#### Try it
The answer must consist of the listing, reproduced exactly.

#### Records to process
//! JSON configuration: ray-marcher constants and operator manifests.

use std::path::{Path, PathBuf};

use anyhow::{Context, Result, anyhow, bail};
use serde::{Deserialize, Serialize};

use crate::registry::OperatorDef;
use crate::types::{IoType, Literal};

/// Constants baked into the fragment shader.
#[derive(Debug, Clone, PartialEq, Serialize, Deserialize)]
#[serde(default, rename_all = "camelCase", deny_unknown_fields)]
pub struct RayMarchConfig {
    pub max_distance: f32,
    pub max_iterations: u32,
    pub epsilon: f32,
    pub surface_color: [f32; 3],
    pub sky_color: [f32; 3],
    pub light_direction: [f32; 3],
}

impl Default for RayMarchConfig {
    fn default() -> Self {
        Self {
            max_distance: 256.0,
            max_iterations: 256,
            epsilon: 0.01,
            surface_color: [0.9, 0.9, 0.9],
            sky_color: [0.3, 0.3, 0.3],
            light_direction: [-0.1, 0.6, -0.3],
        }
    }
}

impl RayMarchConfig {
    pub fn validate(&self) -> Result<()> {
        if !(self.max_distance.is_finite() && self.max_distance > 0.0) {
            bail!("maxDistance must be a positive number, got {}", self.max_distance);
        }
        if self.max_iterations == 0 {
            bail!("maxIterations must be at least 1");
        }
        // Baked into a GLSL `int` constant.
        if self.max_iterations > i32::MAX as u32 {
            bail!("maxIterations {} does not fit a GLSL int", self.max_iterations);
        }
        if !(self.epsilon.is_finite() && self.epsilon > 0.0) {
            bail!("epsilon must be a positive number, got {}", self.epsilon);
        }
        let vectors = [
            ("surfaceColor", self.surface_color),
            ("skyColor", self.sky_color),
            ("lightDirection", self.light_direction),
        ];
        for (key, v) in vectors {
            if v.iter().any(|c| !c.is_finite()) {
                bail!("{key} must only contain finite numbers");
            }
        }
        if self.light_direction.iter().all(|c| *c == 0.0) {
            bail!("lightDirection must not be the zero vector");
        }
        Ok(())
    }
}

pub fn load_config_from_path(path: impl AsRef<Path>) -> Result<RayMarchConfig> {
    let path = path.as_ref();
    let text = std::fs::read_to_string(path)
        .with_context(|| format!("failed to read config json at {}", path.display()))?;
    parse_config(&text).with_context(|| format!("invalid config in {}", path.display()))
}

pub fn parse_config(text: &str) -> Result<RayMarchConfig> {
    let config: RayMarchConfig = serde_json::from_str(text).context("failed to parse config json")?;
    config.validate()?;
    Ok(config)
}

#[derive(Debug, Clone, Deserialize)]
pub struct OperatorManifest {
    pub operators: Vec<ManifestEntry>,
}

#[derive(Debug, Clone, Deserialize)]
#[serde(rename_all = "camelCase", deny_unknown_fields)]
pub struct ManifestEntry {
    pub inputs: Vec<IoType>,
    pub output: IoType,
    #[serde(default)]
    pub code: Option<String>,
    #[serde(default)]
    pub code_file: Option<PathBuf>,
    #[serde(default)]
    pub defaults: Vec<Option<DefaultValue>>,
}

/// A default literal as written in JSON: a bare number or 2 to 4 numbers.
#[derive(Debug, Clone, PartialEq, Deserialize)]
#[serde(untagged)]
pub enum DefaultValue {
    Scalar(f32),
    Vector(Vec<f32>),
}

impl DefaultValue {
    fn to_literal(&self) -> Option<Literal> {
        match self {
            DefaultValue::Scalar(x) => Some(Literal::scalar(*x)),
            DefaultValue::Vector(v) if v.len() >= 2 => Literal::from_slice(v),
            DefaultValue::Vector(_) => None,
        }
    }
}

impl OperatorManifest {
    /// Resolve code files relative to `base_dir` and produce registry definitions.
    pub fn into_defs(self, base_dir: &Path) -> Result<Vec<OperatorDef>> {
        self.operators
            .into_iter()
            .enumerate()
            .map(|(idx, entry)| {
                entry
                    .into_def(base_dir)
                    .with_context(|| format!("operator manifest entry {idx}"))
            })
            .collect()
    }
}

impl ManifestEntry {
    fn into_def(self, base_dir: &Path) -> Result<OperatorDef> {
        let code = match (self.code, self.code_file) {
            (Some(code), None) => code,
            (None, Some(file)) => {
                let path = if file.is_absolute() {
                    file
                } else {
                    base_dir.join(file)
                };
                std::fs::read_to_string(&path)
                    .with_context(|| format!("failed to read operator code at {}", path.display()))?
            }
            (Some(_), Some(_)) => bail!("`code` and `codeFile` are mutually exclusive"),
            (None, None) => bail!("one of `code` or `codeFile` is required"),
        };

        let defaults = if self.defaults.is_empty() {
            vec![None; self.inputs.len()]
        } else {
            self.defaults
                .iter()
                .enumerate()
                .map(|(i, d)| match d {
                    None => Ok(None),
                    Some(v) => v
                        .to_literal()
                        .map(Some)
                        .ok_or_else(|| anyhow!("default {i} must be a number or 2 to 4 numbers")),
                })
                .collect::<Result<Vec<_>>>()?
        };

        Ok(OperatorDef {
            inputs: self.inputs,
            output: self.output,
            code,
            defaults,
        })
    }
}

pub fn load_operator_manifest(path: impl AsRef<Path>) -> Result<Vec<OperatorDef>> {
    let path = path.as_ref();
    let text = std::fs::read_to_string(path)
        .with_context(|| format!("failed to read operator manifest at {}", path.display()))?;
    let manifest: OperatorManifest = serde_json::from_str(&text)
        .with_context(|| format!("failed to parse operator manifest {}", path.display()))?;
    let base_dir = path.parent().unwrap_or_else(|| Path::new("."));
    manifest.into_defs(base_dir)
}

#### Response to this task
//! JSON configuration: ray-marcher constants and operator manifests.

use std::path::{Path, PathBuf};

use anyhow::{Context, Result, anyhow, bail};
use serde::{Deserialize, Serialize};

use crate::registry::OperatorDef;
use crate::types::{IoType, Literal};

/// Constants baked into the fragment shader.
#[derive(Debug, Clone, PartialEq, Serialize, Deserialize)]
#[serde(default, rename_all = "camelCase", deny_unknown_fields)]
pub struct RayMarchConfig {
    pub max_distance: f32,
    pub max_iterations: u32,
    pub epsilon: f32,
    pub surface_color: [f32; 3],
    pub sky_color: [f32; 3],
    pub light_direction: [f32; 3],
}

impl Default for RayMarchConfig {
    fn default() -> Self {
        Self {
            max_distance: 256.0,
            max_iterations: 256,
            epsilon: 0.01,
            surface_color: [0.9, 0.9, 0.9],
            sky_color: [0.3, 0.3, 0.3],
            light_direction: [-0.1, 0.6, -0.3],
        }
    }
}

impl RayMarchConfig {
    pub fn validate(&self) -> Result<()> {
        if !(self.max_distance.is_finite() && self.max_distance > 0.0) {
            bail!("maxDistance must be a positive number, got {}", self.max_distance);
        }
        if self.max_iterations == 0 {
            bail!("maxIterations must be at least 1");
        }
        // Baked into a GLSL `int` constant.
        if self.max_iterations > i32::MAX as u32 {
            bail!("maxIterations {} does not fit a GLSL int", self.max_iterations);
        }
        if !(self.epsilon.is_finite() && self.epsilon > 0.0) {
            bail!("epsilon must be a positive number, got {}", self.epsilon);
        }
        let vectors = [
            ("surfaceColor", self.surface_color),
            ("skyColor", self.sky_color),
            ("lightDirection", self.light_direction),
        ];
        for (key, v) in vectors {
            if v.iter().any(|c| !c.is_finite()) {
                bail!("{key} must only contain finite numbers");
            }
        }
        if self.light_direction.iter().all(|c| *c == 0.0) {
            bail!("lightDirection must not be the zero vector");
        }
        Ok(())
    }
}

pub fn load_config_from_path(path: impl AsRef<Path>) -> Result<RayMarchConfig> {
    let path = path.as_ref();
    let text = std::fs::read_to_string(path)
        .with_context(|| format!("failed to read config json at {}", path.display()))?;
    parse_config(&text).with_context(|| format!("invalid config in {}", path.display()))
}

pub fn parse_config(text: &str) -> Result<RayMarchConfig> {
    let config: RayMarchConfig = serde_json::from_str(text).context("failed to parse config json")?;
    config.validate()?;
    Ok(config)
}

#[derive(Debug, Clone, Deserialize)]
pub struct OperatorManifest {
    pub operators: Vec<ManifestEntry>,
}

#[derive(Debug, Clone, Deserialize)]
#[serde(rename_all = "camelCase", deny_unknown_fields)]
pub struct ManifestEntry {
    pub inputs: Vec<IoType>,
    pub output: IoType,
    #[serde(default)]
    pub code: Option<String>,
    #[serde(default)]
    pub code_file: Option<PathBuf>,
    #[serde(default)]
    pub defaults: Vec<Option<DefaultValue>>,
}

/// A default literal as written in JSON: a bare number or 2 to 4 numbers.
#[derive(Debug, Clone, PartialEq, Deserialize)]
#[serde(untagged)]
pub enum DefaultValue {
    Scalar(f32),
    Vector(Vec<f32>),
}

impl DefaultValue {
    fn to_literal(&self) -> Option<Literal> {
        match self {
            DefaultValue::Scalar(x) => Some(Literal::scalar(*x)),
            DefaultValue::Vector(v) if v.len() >= 2 => Literal::from_slice(v),
            DefaultValue::Vector(_) => None,
        }
    }
}

impl OperatorManifest {
    /// Resolve code files relative to `base_dir` and produce registry definitions.
    pub fn into_defs(self, base_dir: &Path) -> Result<Vec<OperatorDef>> {
        self.operators
            .into_iter()
            .enumerate()
            .map(|(idx, entry)| {
                entry
                    .into_def(base_dir)
                    .with_context(|| format!("operator manifest entry {idx}"))
            })
            .collect()
    }
}

impl ManifestEntry {
    fn into_def(self, base_dir: &Path) -> Result<OperatorDef> {
        let code = match (self.code, self.code_file) {
            (Some(code), None) => code,
            (None, Some(file)) => {
                let path = if file.is_absolute() {
                    file
                } else {
                    base_dir.join(file)
                };
                std::fs::read_to_string(&path)
                    .with_context(|| format!("failed to read operator code at {}", path.display()))?
            }
            (Some(_), Some(_)) => bail!("`code` and `codeFile` are mutually exclusive"),
            (None, None) => bail!("one of `code` or `codeFile` is required"),
        };

        let defaults = if self.defaults.is_empty() {
            vec![None; self.inputs.len()]
        } else {
            self.defaults
                .iter()
                .enumerate()
                .map(|(i, d)| match d {
                    None => Ok(None),
                    Some(v) => v
                        .to_literal()
                        .map(Some)
                        .ok_or_else(|| anyhow!("default {i} must be a number or 2 to 4 numbers")),
                })
                .collect::<Result<Vec<_>>>()?
        };

        Ok(OperatorDef {
            inputs: self.inputs,
            output: self.output,
            code,
            defaults,
        })
    }
}

pub fn load_operator_manifest(path: impl AsRef<Path>) -> Result<Vec<OperatorDef>> {
    let path = path.as_ref();
    let text = std::fs::read_to_string(path)
        .with_context(|| format!("failed to read operator manifest at {}", path.display()))?;
    let manifest: OperatorManifest = serde_json::from_str(&text)
        .with_context(|| format!("failed to parse operator manifest {}", path.display()))?;
    let base_dir = path.parent().unwrap_or_else(|| Path::new("."));
    manifest.into_defs(base_dir)
}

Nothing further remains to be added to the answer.